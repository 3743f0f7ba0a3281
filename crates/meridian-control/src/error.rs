//! Error types for meridian-control.

use std::time::Duration;

use meridian_secrets::SecretsError;

use crate::transport::ApiResponse;

/// Result type alias using [`ControlError`].
pub type ControlResult<T> = Result<T, ControlError>;

/// Errors that can occur while provisioning and deploying units.
///
/// "Already exists" is not an error: ensure operations report it as
/// [`EnsureOutcome::AlreadyExists`](crate::provisioner::EnsureOutcome).
#[derive(Debug, thiserror::Error)]
pub enum ControlError {
    /// Every attempt of a call hit a read timeout.
    #[error("{endpoint} timed out on all {attempts} attempts")]
    TransientNetwork {
        /// Endpoint that was called.
        endpoint: String,
        /// Attempts made.
        attempts: u32,
    },

    /// Transport failure other than a read timeout. Never retried.
    #[error("request to {endpoint} failed: {message}")]
    Transport {
        /// Endpoint that was called.
        endpoint: String,
        /// Transport error description.
        message: String,
    },

    /// Credential retrieval failed before any request was sent.
    #[error("authentication error: {0}")]
    Authentication(#[source] SecretsError),

    /// The remote side answered with a status the caller does not accept.
    #[error("{operation} failed with status {status}: {body}")]
    RemoteValidation {
        /// Operation being performed.
        operation: String,
        /// HTTP status code.
        status: u16,
        /// Response body.
        body: String,
    },

    /// The GitOps controller still could not see the application after the
    /// sync retry budget was spent.
    #[error("{operation}: application still not visible after {attempts} attempts")]
    ResourceNotFoundYet {
        /// Operation being performed.
        operation: String,
        /// Attempts made.
        attempts: u32,
    },

    /// A poll ran out of attempts before its condition held.
    #[error("{operation} not ready after {attempts} attempts ({}s elapsed)", .elapsed.as_secs())]
    TimeoutExceeded {
        /// Operation being polled.
        operation: String,
        /// Attempts made.
        attempts: u32,
        /// Time spent polling.
        elapsed: Duration,
    },

    /// The run was cancelled.
    #[error("{operation} cancelled")]
    Cancelled {
        /// Operation that observed the cancellation.
        operation: String,
    },

    /// Permission check denied the run.
    #[error("permission denied: {0}")]
    Permission(String),

    /// Pipeline definition is invalid.
    #[error("invalid pipeline definition: {0}")]
    Definition(String),

    /// Manifest rendering failed.
    #[error("manifest error: {0}")]
    Manifest(String),

    /// Configuration error.
    #[error("configuration error: {0}")]
    Config(String),

    /// HTTP client error.
    #[error("HTTP error: {0}")]
    Http(#[from] reqwest::Error),

    /// Serialisation error.
    #[error("serialisation error: {0}")]
    Serialisation(String),
}

impl ControlError {
    /// Create a remote validation error from an unexpected response.
    #[must_use]
    pub fn remote(operation: impl Into<String>, response: &ApiResponse) -> Self {
        Self::RemoteValidation {
            operation: operation.into(),
            status: response.status,
            body: response.text.clone(),
        }
    }

    /// Create a cancellation error.
    #[must_use]
    pub fn cancelled(operation: impl Into<String>) -> Self {
        Self::Cancelled {
            operation: operation.into(),
        }
    }

    /// Create a definition error.
    #[must_use]
    pub fn definition(msg: impl Into<String>) -> Self {
        Self::Definition(msg.into())
    }

    /// Create a manifest error.
    #[must_use]
    pub fn manifest(msg: impl Into<String>) -> Self {
        Self::Manifest(msg.into())
    }
}

impl From<serde_json::Error> for ControlError {
    fn from(e: serde_json::Error) -> Self {
        Self::Serialisation(e.to_string())
    }
}

impl From<serde_yaml::Error> for ControlError {
    fn from(e: serde_yaml::Error) -> Self {
        Self::Serialisation(e.to_string())
    }
}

* * * * * * *

■ **EXERCISE INSTRUCTIONS**:
Copy out each line of the data that holds the string "still".

■ **ANSWER AREA**:
    /// The GitOps controller still could not see the application after the
    #[error("{operation}: application still not visible after {attempts} attempts")]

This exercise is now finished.